WORK REQUEST:
Could you transcribe every entry exactly, leaving nothing out?

INFORMATION GIVEN:

──────────

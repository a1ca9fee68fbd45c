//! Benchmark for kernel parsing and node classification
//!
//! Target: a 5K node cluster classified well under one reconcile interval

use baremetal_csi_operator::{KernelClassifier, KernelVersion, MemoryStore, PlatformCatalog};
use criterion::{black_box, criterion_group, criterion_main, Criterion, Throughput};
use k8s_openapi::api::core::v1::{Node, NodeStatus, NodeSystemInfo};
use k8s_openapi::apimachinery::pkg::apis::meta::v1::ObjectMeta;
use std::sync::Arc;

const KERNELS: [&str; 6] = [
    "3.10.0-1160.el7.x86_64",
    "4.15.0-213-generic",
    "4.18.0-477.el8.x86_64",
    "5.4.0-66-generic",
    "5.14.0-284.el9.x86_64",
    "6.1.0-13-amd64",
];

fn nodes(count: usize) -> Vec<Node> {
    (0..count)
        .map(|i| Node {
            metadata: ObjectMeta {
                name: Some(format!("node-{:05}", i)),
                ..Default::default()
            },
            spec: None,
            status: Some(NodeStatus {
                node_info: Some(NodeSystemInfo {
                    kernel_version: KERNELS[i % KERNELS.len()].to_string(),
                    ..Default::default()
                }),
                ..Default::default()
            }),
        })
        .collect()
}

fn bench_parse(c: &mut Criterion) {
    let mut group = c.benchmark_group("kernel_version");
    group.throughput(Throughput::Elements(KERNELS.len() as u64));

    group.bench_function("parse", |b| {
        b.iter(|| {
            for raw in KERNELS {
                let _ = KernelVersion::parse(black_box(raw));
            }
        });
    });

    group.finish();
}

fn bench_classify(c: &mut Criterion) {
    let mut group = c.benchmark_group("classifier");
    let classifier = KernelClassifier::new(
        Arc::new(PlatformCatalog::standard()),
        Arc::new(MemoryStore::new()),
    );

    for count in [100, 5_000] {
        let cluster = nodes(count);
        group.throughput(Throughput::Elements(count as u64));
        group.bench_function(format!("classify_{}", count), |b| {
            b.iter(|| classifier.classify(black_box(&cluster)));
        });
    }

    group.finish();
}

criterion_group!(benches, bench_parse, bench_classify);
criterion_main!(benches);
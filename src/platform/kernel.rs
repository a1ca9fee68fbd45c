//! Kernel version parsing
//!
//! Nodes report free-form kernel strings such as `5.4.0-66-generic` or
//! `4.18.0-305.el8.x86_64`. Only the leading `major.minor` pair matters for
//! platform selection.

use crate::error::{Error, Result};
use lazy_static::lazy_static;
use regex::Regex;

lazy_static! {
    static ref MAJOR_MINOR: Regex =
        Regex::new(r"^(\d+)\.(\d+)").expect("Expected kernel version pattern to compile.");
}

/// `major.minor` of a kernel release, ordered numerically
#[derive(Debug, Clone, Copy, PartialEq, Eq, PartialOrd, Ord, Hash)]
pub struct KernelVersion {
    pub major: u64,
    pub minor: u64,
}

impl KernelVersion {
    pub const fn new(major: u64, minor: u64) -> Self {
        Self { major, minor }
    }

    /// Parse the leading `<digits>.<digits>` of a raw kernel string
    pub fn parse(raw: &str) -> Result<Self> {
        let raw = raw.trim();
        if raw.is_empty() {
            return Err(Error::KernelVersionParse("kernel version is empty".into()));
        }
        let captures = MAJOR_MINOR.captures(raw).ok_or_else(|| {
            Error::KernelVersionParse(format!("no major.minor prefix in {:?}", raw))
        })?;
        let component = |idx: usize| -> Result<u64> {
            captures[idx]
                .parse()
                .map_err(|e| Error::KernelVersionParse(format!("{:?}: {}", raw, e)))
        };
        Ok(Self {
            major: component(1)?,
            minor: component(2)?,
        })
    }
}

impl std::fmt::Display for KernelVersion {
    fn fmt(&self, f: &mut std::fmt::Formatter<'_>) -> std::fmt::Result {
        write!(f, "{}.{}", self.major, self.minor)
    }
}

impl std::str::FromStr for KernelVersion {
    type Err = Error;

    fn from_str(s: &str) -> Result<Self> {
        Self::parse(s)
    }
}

──────────

RESULT OF THIS EXERCISE:
repository a1ca9fee68fbd45c
//! Benchmark for kernel parsing and node classification
//!
//! Target: a 5K node cluster classified well under one reconcile interval

use baremetal_csi_operator::{KernelClassifier, KernelVersion, MemoryStore, PlatformCatalog};
use criterion::{black_box, criterion_group, criterion_main, Criterion, Throughput};
use k8s_openapi::api::core::v1::{Node, NodeStatus, NodeSystemInfo};
use k8s_openapi::apimachinery::pkg::apis::meta::v1::ObjectMeta;
use std::sync::Arc;

const KERNELS: [&str; 6] = [
    "3.10.0-1160.el7.x86_64",
    "4.15.0-213-generic",
    "4.18.0-477.el8.x86_64",
    "5.4.0-66-generic",
    "5.14.0-284.el9.x86_64",
    "6.1.0-13-amd64",
];

fn nodes(count: usize) -> Vec<Node> {
    (0..count)
        .map(|i| Node {
            metadata: ObjectMeta {
                name: Some(format!("node-{:05}", i)),
                ..Default::default()
            },
            spec: None,
            status: Some(NodeStatus {
                node_info: Some(NodeSystemInfo {
                    kernel_version: KERNELS[i % KERNELS.len()].to_string(),
                    ..Default::default()
                }),
                ..Default::default()
            }),
        })
        .collect()
}

fn bench_parse(c: &mut Criterion) {
    let mut group = c.benchmark_group("kernel_version");
    group.throughput(Throughput::Elements(KERNELS.len() as u64));

    group.bench_function("parse", |b| {
        b.iter(|| {
            for raw in KERNELS {
                let _ = KernelVersion::parse(black_box(raw));
            }
        });
    });

    group.finish();
}

fn bench_classify(c: &mut Criterion) {
    let mut group = c.benchmark_group("classifier");
    let classifier = KernelClassifier::new(
        Arc::new(PlatformCatalog::standard()),
        Arc::new(MemoryStore::new()),
    );

    for count in [100, 5_000] {
        let cluster = nodes(count);
        group.throughput(Throughput::Elements(count as u64));
        group.bench_function(format!("classify_{}", count), |b| {
            b.iter(|| classifier.classify(black_box(&cluster)));
        });
    }

    group.finish();
}

criterion_group!(benches, bench_parse, bench_classify);
criterion_main!(benches);
filename src/platform/kernel.rs
repository a1ca9fee68fbd45c
//! Kernel version parsing
//!
//! Nodes report free-form kernel strings such as `5.4.0-66-generic` or
//! `4.18.0-305.el8.x86_64`. Only the leading `major.minor` pair matters for
//! platform selection.

use crate::error::{Error, Result};
use lazy_static::lazy_static;
use regex::Regex;

lazy_static! {
    static ref MAJOR_MINOR: Regex =
        Regex::new(r"^(\d+)\.(\d+)").expect("Expected kernel version pattern to compile.");
}

/// `major.minor` of a kernel release, ordered numerically
#[derive(Debug, Clone, Copy, PartialEq, Eq, PartialOrd, Ord, Hash)]
pub struct KernelVersion {
    pub major: u64,
    pub minor: u64,
}

impl KernelVersion {
    pub const fn new(major: u64, minor: u64) -> Self {
        Self { major, minor }
    }

    /// Parse the leading `<digits>.<digits>` of a raw kernel string
    pub fn parse(raw: &str) -> Result<Self> {
        let raw = raw.trim();
        if raw.is_empty() {
            return Err(Error::KernelVersionParse("kernel version is empty".into()));
        }
        let captures = MAJOR_MINOR.captures(raw).ok_or_else(|| {
            Error::KernelVersionParse(format!("no major.minor prefix in {:?}", raw))
        })?;
        let component = |idx: usize| -> Result<u64> {
            captures[idx]
                .parse()
                .map_err(|e| Error::KernelVersionParse(format!("{:?}: {}", raw, e)))
        };
        Ok(Self {
            major: component(1)?,
            minor: component(2)?,
        })
    }
}

impl std::fmt::Display for KernelVersion {
    fn fmt(&self, f: &mut std::fmt::Formatter<'_>) -> std::fmt::Result {
        write!(f, "{}.{}", self.major, self.minor)
    }
}

impl std::str::FromStr for KernelVersion {
    type Err = Error;

    fn from_str(s: &str) -> Result<Self> {
        Self::parse(s)
    }
}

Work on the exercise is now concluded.